--- Records for this exercise Enclosed Below ---
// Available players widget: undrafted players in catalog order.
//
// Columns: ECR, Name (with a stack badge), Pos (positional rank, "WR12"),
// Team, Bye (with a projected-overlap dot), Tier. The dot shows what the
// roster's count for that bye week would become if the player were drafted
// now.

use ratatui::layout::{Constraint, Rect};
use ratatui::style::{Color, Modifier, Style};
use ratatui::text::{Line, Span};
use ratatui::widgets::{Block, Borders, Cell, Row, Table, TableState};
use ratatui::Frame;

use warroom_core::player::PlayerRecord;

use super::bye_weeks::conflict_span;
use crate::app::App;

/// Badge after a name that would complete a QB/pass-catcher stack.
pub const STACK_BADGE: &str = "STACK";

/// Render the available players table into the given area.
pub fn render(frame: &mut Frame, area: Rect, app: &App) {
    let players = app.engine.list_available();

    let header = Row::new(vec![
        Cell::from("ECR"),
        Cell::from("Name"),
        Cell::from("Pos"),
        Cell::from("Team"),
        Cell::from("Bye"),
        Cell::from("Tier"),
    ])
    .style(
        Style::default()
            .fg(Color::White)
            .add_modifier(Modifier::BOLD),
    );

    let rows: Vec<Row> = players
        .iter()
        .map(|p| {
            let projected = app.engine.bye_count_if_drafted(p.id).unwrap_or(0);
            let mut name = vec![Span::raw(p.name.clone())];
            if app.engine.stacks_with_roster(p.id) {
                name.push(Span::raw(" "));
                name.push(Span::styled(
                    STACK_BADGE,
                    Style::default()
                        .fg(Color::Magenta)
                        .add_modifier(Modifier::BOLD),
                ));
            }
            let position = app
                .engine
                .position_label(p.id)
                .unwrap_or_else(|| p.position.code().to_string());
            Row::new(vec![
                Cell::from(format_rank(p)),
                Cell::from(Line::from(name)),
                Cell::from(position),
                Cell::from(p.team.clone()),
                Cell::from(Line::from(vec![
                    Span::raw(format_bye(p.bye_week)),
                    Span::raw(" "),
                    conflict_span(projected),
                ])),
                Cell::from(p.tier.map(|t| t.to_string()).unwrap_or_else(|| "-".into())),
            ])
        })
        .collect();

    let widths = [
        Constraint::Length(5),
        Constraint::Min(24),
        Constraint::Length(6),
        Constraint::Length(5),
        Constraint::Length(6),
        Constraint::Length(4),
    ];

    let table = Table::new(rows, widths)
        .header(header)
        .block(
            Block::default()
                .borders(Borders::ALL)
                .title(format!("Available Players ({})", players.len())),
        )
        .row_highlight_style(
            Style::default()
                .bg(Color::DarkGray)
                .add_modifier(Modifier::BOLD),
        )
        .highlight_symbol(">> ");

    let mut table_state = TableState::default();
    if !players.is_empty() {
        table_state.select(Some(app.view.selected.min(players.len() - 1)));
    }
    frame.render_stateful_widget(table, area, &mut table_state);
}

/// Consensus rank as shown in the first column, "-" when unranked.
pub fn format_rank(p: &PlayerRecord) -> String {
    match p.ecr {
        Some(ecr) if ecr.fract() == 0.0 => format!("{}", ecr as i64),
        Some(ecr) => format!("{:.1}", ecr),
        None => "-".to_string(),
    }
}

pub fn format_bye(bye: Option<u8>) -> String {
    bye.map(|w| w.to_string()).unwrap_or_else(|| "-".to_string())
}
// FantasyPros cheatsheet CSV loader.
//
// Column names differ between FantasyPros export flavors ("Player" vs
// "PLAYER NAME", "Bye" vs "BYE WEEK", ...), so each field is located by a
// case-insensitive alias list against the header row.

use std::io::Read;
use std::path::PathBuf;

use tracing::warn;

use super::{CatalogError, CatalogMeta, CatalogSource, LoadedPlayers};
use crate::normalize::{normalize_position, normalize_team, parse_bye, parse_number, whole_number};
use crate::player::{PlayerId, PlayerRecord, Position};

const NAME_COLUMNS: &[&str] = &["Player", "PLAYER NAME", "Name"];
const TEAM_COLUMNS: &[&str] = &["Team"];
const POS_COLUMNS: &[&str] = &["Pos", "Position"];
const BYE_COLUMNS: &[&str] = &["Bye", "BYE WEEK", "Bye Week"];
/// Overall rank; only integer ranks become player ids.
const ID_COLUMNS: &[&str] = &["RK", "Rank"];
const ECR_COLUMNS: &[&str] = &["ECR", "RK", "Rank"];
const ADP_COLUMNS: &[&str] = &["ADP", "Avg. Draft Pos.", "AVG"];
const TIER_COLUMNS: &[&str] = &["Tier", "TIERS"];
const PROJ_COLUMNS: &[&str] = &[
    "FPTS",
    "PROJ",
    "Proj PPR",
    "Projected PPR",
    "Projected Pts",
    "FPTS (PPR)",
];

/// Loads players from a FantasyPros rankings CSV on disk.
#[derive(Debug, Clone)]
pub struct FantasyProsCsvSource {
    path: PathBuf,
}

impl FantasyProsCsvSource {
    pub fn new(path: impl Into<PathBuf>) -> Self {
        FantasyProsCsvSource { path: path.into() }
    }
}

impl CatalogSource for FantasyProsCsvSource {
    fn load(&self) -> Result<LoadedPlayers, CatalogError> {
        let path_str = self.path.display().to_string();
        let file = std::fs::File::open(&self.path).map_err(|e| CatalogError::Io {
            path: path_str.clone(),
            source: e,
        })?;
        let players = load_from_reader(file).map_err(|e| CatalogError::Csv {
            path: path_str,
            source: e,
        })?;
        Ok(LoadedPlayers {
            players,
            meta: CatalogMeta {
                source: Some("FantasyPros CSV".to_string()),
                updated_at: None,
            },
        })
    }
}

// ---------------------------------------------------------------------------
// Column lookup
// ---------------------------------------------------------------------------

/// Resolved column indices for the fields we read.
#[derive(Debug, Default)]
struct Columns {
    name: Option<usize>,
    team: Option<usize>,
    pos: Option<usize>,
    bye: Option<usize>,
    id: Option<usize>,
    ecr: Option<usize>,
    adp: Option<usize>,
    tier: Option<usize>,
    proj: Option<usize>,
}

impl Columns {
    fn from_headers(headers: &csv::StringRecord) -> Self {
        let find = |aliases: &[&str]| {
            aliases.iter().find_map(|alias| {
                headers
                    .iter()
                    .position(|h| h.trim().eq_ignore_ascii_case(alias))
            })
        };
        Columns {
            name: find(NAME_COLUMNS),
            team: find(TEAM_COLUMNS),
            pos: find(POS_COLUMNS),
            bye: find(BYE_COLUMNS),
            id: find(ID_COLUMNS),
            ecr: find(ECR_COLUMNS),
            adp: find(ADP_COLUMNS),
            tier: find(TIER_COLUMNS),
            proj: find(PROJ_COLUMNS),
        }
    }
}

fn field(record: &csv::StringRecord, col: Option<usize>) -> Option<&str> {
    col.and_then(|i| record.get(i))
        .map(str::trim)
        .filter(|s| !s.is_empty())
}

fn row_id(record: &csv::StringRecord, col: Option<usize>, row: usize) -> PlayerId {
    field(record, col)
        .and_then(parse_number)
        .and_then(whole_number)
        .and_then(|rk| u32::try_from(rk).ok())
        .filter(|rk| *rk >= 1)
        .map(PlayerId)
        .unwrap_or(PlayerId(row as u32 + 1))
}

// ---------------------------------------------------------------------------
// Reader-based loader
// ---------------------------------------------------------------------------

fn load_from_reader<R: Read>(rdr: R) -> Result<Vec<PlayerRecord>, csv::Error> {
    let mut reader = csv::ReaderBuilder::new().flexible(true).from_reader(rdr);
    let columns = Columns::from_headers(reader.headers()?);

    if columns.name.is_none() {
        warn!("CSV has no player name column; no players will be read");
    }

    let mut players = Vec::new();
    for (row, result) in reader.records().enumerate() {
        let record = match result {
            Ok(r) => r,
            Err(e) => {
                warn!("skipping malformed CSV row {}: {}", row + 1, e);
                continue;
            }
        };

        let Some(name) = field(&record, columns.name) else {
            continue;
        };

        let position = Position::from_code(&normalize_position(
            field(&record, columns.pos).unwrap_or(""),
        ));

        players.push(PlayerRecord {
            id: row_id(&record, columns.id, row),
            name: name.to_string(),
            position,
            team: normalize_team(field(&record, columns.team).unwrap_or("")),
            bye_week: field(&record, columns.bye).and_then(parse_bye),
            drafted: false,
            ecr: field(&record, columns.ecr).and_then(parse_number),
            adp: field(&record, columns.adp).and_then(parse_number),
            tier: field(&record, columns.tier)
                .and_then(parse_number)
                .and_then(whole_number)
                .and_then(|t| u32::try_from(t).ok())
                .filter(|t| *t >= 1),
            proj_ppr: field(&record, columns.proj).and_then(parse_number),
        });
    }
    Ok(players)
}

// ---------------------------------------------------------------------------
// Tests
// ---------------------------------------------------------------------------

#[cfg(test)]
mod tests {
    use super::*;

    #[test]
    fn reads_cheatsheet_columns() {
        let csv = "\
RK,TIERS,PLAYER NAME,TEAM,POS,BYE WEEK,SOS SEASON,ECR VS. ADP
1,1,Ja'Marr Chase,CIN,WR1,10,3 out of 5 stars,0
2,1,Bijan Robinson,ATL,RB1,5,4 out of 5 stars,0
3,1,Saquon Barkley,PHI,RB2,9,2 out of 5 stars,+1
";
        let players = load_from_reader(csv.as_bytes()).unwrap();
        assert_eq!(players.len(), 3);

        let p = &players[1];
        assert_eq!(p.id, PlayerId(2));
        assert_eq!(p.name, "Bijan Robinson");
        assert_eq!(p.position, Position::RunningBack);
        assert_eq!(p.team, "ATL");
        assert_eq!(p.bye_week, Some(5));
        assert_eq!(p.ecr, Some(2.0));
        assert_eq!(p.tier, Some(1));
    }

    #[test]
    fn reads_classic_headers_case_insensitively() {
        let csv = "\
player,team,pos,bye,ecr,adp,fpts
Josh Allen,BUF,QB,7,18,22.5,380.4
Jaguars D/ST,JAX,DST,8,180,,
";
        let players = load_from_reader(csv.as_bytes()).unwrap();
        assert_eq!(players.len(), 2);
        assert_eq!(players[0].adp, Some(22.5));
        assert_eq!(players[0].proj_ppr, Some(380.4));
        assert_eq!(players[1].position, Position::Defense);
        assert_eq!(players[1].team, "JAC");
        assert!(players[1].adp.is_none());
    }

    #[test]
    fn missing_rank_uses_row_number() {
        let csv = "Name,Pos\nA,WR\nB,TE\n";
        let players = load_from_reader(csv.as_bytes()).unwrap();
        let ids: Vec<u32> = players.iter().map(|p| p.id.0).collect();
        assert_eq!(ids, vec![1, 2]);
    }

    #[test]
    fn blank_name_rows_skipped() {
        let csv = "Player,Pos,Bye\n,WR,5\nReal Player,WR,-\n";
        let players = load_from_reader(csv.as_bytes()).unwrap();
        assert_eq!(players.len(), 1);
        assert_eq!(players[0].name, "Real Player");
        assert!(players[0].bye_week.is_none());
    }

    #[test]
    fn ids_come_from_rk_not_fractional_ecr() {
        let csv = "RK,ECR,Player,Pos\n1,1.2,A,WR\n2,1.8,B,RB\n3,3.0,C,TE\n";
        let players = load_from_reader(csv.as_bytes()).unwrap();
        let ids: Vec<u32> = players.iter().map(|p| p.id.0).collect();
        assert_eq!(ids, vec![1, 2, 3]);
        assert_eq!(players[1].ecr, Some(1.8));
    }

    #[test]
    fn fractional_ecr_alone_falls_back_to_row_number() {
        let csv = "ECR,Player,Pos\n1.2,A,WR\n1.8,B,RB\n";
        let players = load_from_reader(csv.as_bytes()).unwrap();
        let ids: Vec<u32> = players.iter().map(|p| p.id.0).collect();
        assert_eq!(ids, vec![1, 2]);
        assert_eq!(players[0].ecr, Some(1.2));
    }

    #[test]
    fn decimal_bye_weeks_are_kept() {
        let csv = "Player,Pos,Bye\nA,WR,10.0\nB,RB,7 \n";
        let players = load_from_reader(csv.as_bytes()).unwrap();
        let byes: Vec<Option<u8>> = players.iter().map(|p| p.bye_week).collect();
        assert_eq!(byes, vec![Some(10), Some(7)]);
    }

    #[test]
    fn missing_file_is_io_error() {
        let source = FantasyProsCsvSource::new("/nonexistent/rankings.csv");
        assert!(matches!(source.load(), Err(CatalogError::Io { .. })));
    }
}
--- End of Enclosed Records for this exercise ---
* _Task objective_:
From the records above, return each line that has the string "struct".

* _Your solution_:
pub struct FantasyProsCsvSource {
struct Columns {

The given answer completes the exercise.